(Record set begins)
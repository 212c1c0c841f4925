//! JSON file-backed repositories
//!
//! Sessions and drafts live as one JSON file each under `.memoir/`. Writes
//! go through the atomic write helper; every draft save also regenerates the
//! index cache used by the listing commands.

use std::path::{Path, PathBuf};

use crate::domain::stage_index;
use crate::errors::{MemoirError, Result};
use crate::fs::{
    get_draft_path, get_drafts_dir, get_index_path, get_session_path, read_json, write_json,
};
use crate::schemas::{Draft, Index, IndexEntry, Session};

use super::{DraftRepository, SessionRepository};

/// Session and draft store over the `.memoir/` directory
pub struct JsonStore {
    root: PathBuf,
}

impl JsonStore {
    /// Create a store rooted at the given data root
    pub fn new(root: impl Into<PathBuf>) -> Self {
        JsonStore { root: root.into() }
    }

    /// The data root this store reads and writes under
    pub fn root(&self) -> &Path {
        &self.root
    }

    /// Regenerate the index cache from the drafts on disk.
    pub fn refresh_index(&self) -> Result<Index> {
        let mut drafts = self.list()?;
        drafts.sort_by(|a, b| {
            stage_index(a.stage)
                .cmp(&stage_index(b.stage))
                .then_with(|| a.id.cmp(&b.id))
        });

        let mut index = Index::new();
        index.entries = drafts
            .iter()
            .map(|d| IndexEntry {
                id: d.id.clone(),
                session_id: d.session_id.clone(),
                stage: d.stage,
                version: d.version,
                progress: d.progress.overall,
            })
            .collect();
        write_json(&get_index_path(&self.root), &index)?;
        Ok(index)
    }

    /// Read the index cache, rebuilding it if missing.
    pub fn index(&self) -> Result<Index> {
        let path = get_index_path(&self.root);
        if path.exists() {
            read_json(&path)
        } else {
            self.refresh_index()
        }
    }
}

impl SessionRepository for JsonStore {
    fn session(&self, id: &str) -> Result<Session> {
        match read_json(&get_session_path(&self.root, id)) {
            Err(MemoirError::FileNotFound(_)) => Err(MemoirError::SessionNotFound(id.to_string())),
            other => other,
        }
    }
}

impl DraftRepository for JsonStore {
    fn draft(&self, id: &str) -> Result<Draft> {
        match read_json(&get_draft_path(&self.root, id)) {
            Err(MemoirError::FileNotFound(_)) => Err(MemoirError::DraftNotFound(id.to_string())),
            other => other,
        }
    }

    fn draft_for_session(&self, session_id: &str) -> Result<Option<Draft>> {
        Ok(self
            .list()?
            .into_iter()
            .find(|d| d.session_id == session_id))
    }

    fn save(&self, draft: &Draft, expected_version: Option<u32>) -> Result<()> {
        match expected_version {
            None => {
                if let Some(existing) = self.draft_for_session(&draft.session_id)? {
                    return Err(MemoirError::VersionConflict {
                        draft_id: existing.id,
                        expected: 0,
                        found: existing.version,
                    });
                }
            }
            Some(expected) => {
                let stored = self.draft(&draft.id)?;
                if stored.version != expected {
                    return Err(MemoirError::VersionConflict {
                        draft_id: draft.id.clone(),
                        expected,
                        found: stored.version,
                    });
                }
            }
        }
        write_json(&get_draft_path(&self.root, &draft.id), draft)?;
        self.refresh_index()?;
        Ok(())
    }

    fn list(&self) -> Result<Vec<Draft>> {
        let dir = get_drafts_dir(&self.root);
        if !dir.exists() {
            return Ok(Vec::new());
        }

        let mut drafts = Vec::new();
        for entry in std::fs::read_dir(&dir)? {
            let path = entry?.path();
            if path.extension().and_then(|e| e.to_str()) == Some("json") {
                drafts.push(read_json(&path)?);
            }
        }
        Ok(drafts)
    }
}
(Record set ends)
▶ **What to work on**:
Locate the word "clone" in the data above. Copy every line carrying it.

▶ **Solution to this exercise**:
                id: d.id.clone(),
                session_id: d.session_id.clone(),
                        draft_id: draft.id.clone(),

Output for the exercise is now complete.